As explained,i just posted a car i thought people might like,as long as it's shiney


----------



## Goodfella36 (Jul 21, 2009)

T4RFY said:


> As explained,i just posted a car i thought people might like,as long as it's shiney


well cant argue with that does have a dam nice finish :thumb:


----------



## Rowan83 (Aug 21, 2007)

That looks amazing! Well done mate.:thumb:


----------



## Guest (Aug 16, 2010)

MatrixGuy said:


> That looks amazing! Well done mate.:thumb:


cheers buddy


----------



## Dipesh (Oct 12, 2007)

Great work and the best FRS colour IMO.


----------



## dan89 (Apr 27, 2010)

Nice work, looks brand new again :thumb:


----------



## Guest (Aug 16, 2010)

dan89 said:


> Nice work, looks brand new again :thumb:


Cheers bud


----------



## Guest (Aug 25, 2010)

bump for a nice car


----------



## RRobert (Aug 10, 2007)

T4RFY said:


> bump for a nice car


You bumping your own thread after all them days - that's so sweet !:tumbleweed:


----------



## Guest (Aug 25, 2010)

xpressvalet said:


> You bumping your own thread after all them days - that's so sweet !:tumbleweed:


Why not? as above it's a nice car:thumb:

I didn't force you to look or reply :thumb:


----------



## chris l (Mar 5, 2007)

Looks great!


----------



## RRobert (Aug 10, 2007)

T4RFY said:


> Why not?:thumb:


If I have to explain, you wouldn't understand.

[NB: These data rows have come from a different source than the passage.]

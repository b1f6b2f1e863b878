//! Builds injection passes from a [`PostFxConfig`].

use std::collections::HashMap;
use std::sync::Arc;

use crate::backend::GraphicsBackend;
use crate::camera::{CameraId, PostFxCamera};
use crate::config::PostFxConfig;
use crate::effect::{
    EffectInputs, EffectInstance, EffectRegistry, InjectionPoint, SharedEffect, VolumeStack,
};
use crate::error::{PostFxError, PostFxResult};
use crate::pass::{InjectionPass, PassOutcome};

/// Instantiates configured effects and groups them into passes.
pub struct InjectionPassComposer<'r> {
    registry: &'r EffectRegistry,
}

impl<'r> InjectionPassComposer<'r> {
    pub fn new(registry: &'r EffectRegistry) -> Self {
        Self { registry }
    }

    /// Build one pass per configured injection point.
    ///
    /// Unknown identifiers and identifiers that cannot run at their point
    /// are logged and left out.
    pub fn compose(&self, config: &PostFxConfig) -> PostFxPipeline {
        let mut shared: HashMap<String, SharedEffect> = HashMap::new();
        let mut instances: Vec<SharedEffect> = Vec::new();
        let mut passes = Vec::new();

        for point in InjectionPoint::ALL {
            let mut effects: Vec<SharedEffect> = Vec::new();
            for identifier in config.effects_for(point) {
                match self.instantiate(identifier, point, &mut shared) {
                    Ok(effect) => {
                        if effects.iter().any(|existing| Arc::ptr_eq(existing, &effect)) {
                            log::warn!(
                                "Shared effect '{identifier}' listed twice at {}; ignoring the repeat",
                                point.name()
                            );
                            continue;
                        }
                        if !instances.iter().any(|existing| Arc::ptr_eq(existing, &effect)) {
                            instances.push(effect.clone());
                        }
                        effects.push(effect);
                    }
                    Err(err) => log::warn!("Skipping effect at {}: {err}", point.name()),
                }
            }

            if !effects.is_empty() {
                log::debug!("Composed {} with {} effects", point.name(), effects.len());
                passes.push(InjectionPass::new(point, effects));
            }
        }

        PostFxPipeline { passes, instances }
    }

    fn instantiate(
        &self,
        identifier: &str,
        point: InjectionPoint,
        shared: &mut HashMap<String, SharedEffect>,
    ) -> PostFxResult<SharedEffect> {
        let registration = self
            .registry
            .get(identifier)
            .ok_or_else(|| PostFxError::UnknownEffect(identifier.to_string()))?;
        if !registration.injection_points().contains(point.flag()) {
            return Err(PostFxError::UnsupportedInjectionPoint {
                effect: identifier.to_string(),
                point,
            });
        }

        if registration.share_instance() {
            if let Some(effect) = shared.get(identifier) {
                effect.lock().add_injection_point(point);
                return Ok(effect.clone());
            }
        }

        let mut instance = EffectInstance::new(
            identifier,
            registration.share_instance(),
            registration.instantiate(),
        );
        instance.add_injection_point(point);
        let effect = instance.into_shared();
        if registration.share_instance() {
            shared.insert(identifier.to_string(), effect.clone());
        }
        Ok(effect)
    }
}

/// The composed set of passes, in injection point order.
#[derive(Debug, Default)]
pub struct PostFxPipeline {
    passes: Vec<InjectionPass>,
    instances: Vec<SharedEffect>,
}

impl PostFxPipeline {
    pub fn passes(&self) -> &[InjectionPass] {
        &self.passes
    }

    pub fn pass(&self, point: InjectionPoint) -> Option<&InjectionPass> {
        self.passes.iter().find(|pass| pass.point() == point)
    }

    pub fn pass_mut(&mut self, point: InjectionPoint) -> Option<&mut InjectionPass> {
        self.passes.iter_mut().find(|pass| pass.point() == point)
    }

    /// Every distinct effect instance; shared instances appear once.
    pub fn instances(&self) -> &[SharedEffect] {
        &self.instances
    }

    /// First instance created for `identifier`.
    pub fn find_instance(&self, identifier: &str) -> Option<SharedEffect> {
        self.instances
            .iter()
            .find(|effect| effect.lock().identifier() == identifier)
            .cloned()
    }

    /// Select the effects that run at `point` this frame and return the
    /// upstream inputs they need.
    pub fn prepare(
        &mut self,
        point: InjectionPoint,
        camera: &PostFxCamera,
        volumes: &VolumeStack,
        backend: &mut dyn GraphicsBackend,
    ) -> EffectInputs {
        let frame = camera.frame_context(volumes);
        match self.pass_mut(point) {
            Some(pass) => pass.prepare(&frame, backend),
            None => EffectInputs::empty(),
        }
    }

    /// Inputs needed by every pass this frame.
    pub fn prepare_all(
        &mut self,
        camera: &PostFxCamera,
        volumes: &VolumeStack,
        backend: &mut dyn GraphicsBackend,
    ) -> EffectInputs {
        let frame = camera.frame_context(volumes);
        self.passes
            .iter_mut()
            .fold(EffectInputs::empty(), |inputs, pass| {
                inputs | pass.prepare(&frame, backend)
            })
    }

    /// Run the pass at `point`. Points without a pass do nothing.
    pub fn render(
        &mut self,
        point: InjectionPoint,
        camera: &mut PostFxCamera,
        volumes: &VolumeStack,
        backend: &mut dyn GraphicsBackend,
    ) -> PostFxResult<PassOutcome> {
        let Some(pass) = self.passes.iter_mut().find(|pass| pass.point() == point) else {
            return Ok(PassOutcome::default());
        };
        let (frame, history) = camera.frame_parts(volumes);
        pass.render(&frame, backend, history)
    }

    /// Run every pass in injection point order.
    pub fn render_all(
        &mut self,
        camera: &mut PostFxCamera,
        volumes: &VolumeStack,
        backend: &mut dyn GraphicsBackend,
    ) -> PostFxResult<Vec<(InjectionPoint, PassOutcome)>> {
        let (frame, history) = camera.frame_parts(volumes);
        let mut outcomes = Vec::with_capacity(self.passes.len());
        for pass in &mut self.passes {
            let outcome = pass.render(&frame, backend, history)?;
            outcomes.push((pass.point(), outcome));
        }
        Ok(outcomes)
    }

    /// Release everything kept for a camera that stopped rendering.
    pub fn forget_camera(&mut self, camera: CameraId, backend: &mut dyn GraphicsBackend) {
        for pass in &mut self.passes {
            pass.forget_camera(camera, backend);
        }
        for effect in &self.instances {
            effect.lock().forget_camera(camera);
        }
        log::debug!("Forgot {camera:?}");
    }

    /// Release scratch targets and dispose every effect once.
    pub fn dispose(&mut self, backend: &mut dyn GraphicsBackend) {
        for pass in &mut self.passes {
            pass.release_scratch(backend);
        }
        for effect in &self.instances {
            effect.lock().dispose(backend);
        }
        log::debug!("Disposed post-processing pipeline ({} effects)", self.instances.len());
    }
}
use std::collections::HashMap;
use std::sync::Arc;

use parking_lot::Mutex;

use crate::backend::GraphicsBackend;
use crate::camera::CameraId;
use crate::effect::{Effect, FrameContext, InjectionPoint, InjectionPoints};

/// An effect instance shared by every pass it is scheduled in.
pub type SharedEffect = Arc<Mutex<EffectInstance>>;

/// Activity of an instance as seen by one camera.
#[derive(Debug, Clone, Copy, Default)]
struct CameraActivity {
    active: bool,
    last_frame: Option<u32>,
}

/// One configured effect plus the scheduler's bookkeeping for it.
///
/// Setup is global to the instance. Activity and activation edges are
/// tracked per camera.
pub struct EffectInstance {
    identifier: String,
    injection_points: InjectionPoints,
    share_instance: bool,
    effect: Box<dyn Effect>,
    cameras: HashMap<CameraId, CameraActivity>,
    initialized: bool,
    disabled: bool,
}

impl EffectInstance {
    pub fn new(identifier: impl Into<String>, share_instance: bool, effect: Box<dyn Effect>) -> Self {
        Self {
            identifier: identifier.into(),
            injection_points: InjectionPoints::empty(),
            share_instance,
            effect,
            cameras: HashMap::new(),
            initialized: false,
            disabled: false,
        }
    }

    pub fn into_shared(self) -> SharedEffect {
        Arc::new(Mutex::new(self))
    }

    pub fn identifier(&self) -> &str {
        &self.identifier
    }

    /// Points this instance is configured into.
    pub fn injection_points(&self) -> InjectionPoints {
        self.injection_points
    }

    pub(crate) fn add_injection_point(&mut self, point: InjectionPoint) {
        self.injection_points |= point.flag();
    }

    pub fn share_instance(&self) -> bool {
        self.share_instance
    }

    /// Activity for `camera` as of its last evaluated frame.
    pub fn is_active_for(&self, camera: CameraId) -> bool {
        self.cameras.get(&camera).is_some_and(|state| state.active)
    }

    pub fn is_initialized(&self) -> bool {
        self.initialized
    }

    /// Setup failed; the effect is omitted for the rest of the session.
    pub fn is_disabled(&self) -> bool {
        self.disabled
    }

    pub fn effect(&self) -> &dyn Effect {
        self.effect.as_ref()
    }

    pub fn effect_mut(&mut self) -> &mut dyn Effect {
        self.effect.as_mut()
    }

    pub fn downcast_ref<T: Effect + 'static>(&self) -> Option<&T> {
        self.effect.as_any().downcast_ref::<T>()
    }

    pub fn downcast_mut<T: Effect + 'static>(&mut self) -> Option<&mut T> {
        self.effect.as_any_mut().downcast_mut::<T>()
    }

    /// Scene-view, render-path and activity filters for this frame.
    pub fn is_schedulable(&self, frame: &FrameContext<'_>) -> bool {
        !self.disabled
            && (!frame.camera.is_scene_view || self.effect.visible_in_scene_view())
            && self
                .effect
                .supported_render_paths()
                .contains(frame.camera.render_path.flag())
            && self.effect.is_active(frame)
    }

    /// Decide whether the effect runs this frame.
    ///
    /// The first evaluation per camera frame runs setup if needed, fires
    /// the camera's activation edge and calls `prepare_frame`. Later
    /// evaluations in the same frame, e.g. from a second pass sharing this
    /// instance, only return the cached answer.
    pub fn evaluate(&mut self, frame: &FrameContext<'_>, backend: &mut dyn GraphicsBackend) -> bool {
        let camera = frame.camera_id;
        let frame_count = frame.info.frame_count;
        if let Some(state) = self.cameras.get(&camera) {
            if state.last_frame == Some(frame_count) {
                return state.active;
            }
        }

        let schedulable = self.is_schedulable(frame);
        if schedulable && !self.initialized {
            match self.effect.setup(backend) {
                Ok(()) => {
                    log::debug!("Effect '{}' initialized", self.identifier);
                    self.initialized = true;
                }
                Err(err) => {
                    log::warn!(
                        "Effect '{}' failed to set up and is disabled: {err}",
                        self.identifier
                    );
                    self.disabled = true;
                }
            }
        }

        let now_active = schedulable && self.initialized && !self.disabled;
        let state = self.cameras.entry(camera).or_default();
        let was_active = state.active;
        state.active = now_active;
        state.last_frame = Some(frame_count);
        if now_active != was_active {
            log::debug!(
                "Effect '{}' {} for {camera:?}",
                self.identifier,
                if now_active { "activated" } else { "deactivated" }
            );
            self.effect.on_activation_edge(frame, now_active);
        }

        if now_active {
            self.effect.prepare_frame(frame);
        }
        now_active
    }

    /// Drop the activity state kept for `camera`.
    pub fn forget_camera(&mut self, camera: CameraId) {
        self.cameras.remove(&camera);
        self.effect.forget_camera(camera);
    }

    /// Dispose the effect if it was ever set up.
    pub fn dispose(&mut self, backend: &mut dyn GraphicsBackend) {
        if self.initialized {
            self.effect.dispose(backend);
            self.initialized = false;
        }
        self.cameras.clear();
    }
}

impl std::fmt::Debug for EffectInstance {
    fn fmt(&self, f: &mut std::fmt::Formatter<'_>) -> std::fmt::Result {
        f.debug_struct("EffectInstance")
            .field("identifier", &self.identifier)
            .field("injection_points", &self.injection_points)
            .field("share_instance", &self.share_instance)
            .field("cameras", &self.cameras.len())
            .field("initialized", &self.initialized)
            .field("disabled", &self.disabled)
            .finish()
    }
}
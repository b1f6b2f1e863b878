//! # Lilium PostFx
//!
//! Post-processing scheduler and temporal history framework for RedLilium
//! style renderers.
//!
//! ## Overview
//!
//! This crate provides:
//! - [`Effect`] - Contract every post-processing effect implements
//! - [`InjectionPass`] - Ping-pong scheduling of the effects at one injection point
//! - [`InjectionPassComposer`] - Builds a [`PostFxPipeline`] from a [`PostFxConfig`]
//! - [`HistoryBufferRing`] - Generation-indexed multi-frame texture storage
//! - [`PostFxCamera`] - Per-camera frame lifecycle and history
//! - [`GraphicsBackend`] - Texture, copy and draw interface, with a recording
//!   [`DummyBackend`] and an optional wgpu backend
//!
//! ## Example
//!
//! ```ignore
//! use lilium_postfx::*;
//!
//! let registry = EffectRegistry::with_builtin_effects();
//! let config = PostFxConfig::new()
//!     .with_effects(InjectionPoint::BeforePostProcessing, ["exposure", "color_tint"]);
//! let mut pipeline = InjectionPassComposer::new(&registry).compose(&config);
//!
//! camera.begin_frame(&mut backend, descriptor);
//! let inputs = pipeline.prepare_all(&camera, &volumes, &mut backend);
//! // Produce depth / normals / motion as requested by `inputs`...
//! pipeline.render(InjectionPoint::BeforePostProcessing, &mut camera, &volumes, &mut backend)?;
//! ```

pub mod backend;
pub mod camera;
pub mod config;
pub mod effect;
pub mod effects;
pub mod error;
pub mod history;
pub mod pass;

// Re-export main types for convenience
pub use backend::{
    BackendError, DummyBackend, FullscreenDraw, GraphicsBackend, TextureDescriptor, TextureFormat,
    TextureHandle,
};
pub use camera::{CameraDescriptor, CameraId, FrameInfo, FrameLifecycle, PostFxCamera, RenderPath};
pub use config::PostFxConfig;
pub use effect::{
    Effect, EffectInputs, EffectInstance, EffectRegistration, EffectRegistry, FrameContext,
    InjectionPoint, InjectionPoints, RenderContext, RenderPaths, SharedEffect, VolumeStack,
};
pub use error::{PostFxError, PostFxResult};
pub use history::{HistoryBufferDesc, HistoryBufferRing, HistoryId, SwapOutcome};
pub use pass::{InjectionPass, InjectionPassComposer, PassOutcome, PostFxPipeline};

#[cfg(feature = "wgpu-backend")]
pub use backend::wgpu_backend::WgpuBackend;

/// Library version
pub const VERSION: &str = env!("CARGO_PKG_VERSION");

/// Initialize the post-processing subsystem.
pub fn init() {
    log::info!("Lilium PostFx v{} initialized", VERSION);
}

Hell I like 'em Soooo much I've got one too !


----------



## d00bie (Aug 28, 2006)

That's a lovely finish, very glossy 

What was your LSP, if you don't mind me asking? I'm needing to buy a new one soon, as I'm almost out of JS109
Thanks


----------



## Guest (Aug 25, 2010)

xpressvalet said:


> If I have to explain, you wouldn't understand.
> 
> Hell I like 'em Soooo much I've got one too !


i like them so much i dont own 1 

Its posted up for people to see not argue


----------



## Guest (Aug 25, 2010)

d00bie said:


> That's a lovely finish, very glossy
> 
> What was your LSP, if you don't mind me asking? I'm needing to buy a new one soon, as I'm almost out of JS109
> Thanks


My lsp was dodo juice supernatural


----------



## Rich @ PB (Oct 26, 2005)

Nice improvement there - we've a white RS in at the moment and they are very nice, very tempting if only they weren't so expensive!


----------



## Guest (Aug 25, 2010)

WX51 TXR said:


> Nice improvement there - we've a white RS in at the moment and they are very nice, very tempting if only they weren't so expensive!


cheers

very nice cars but the quality is in a league of its own tbh:thumb:


----------



## 123quackers (Jan 29, 2009)

Awesome colour, ford really are getting it right with RS stuff again :thumb:

What kind of power are they standard and what can be got out of them?

Am I right in saying its a 5cyl Tubro from volvo?

Thats the bast colour IMO :argie:


----------



## Guest (Aug 25, 2010)

123quackers said:


> Awesome colour, ford really are getting it right with RS stuff again :thumb:
> 
> What kind of power are they standard and what can be got out of them?
> 
> ...


305bhp if i remember correctly,it's an st engine(2.5t duratec)with more power standard than what's in an st.

yes it is a volvo engine


----------



## 123quackers (Jan 29, 2009)

T4RFY said:


> 305bhp if i remember correctly,it's an st engine(2.5t duratec)with more power standard than what's in an st.
> 
> yes it is a volvo engine


Strong as hell then

Chip Chip away!!!:thumb: Bigger turbo good for 400+ me thinks


----------



## Stallion (Mar 21, 2009)

Looks mint - Really like the Green RS


----------



## Guest (Aug 28, 2010)

Stallion said:


> Looks mint - Really like the Green RS


Likewise:thumb:


----------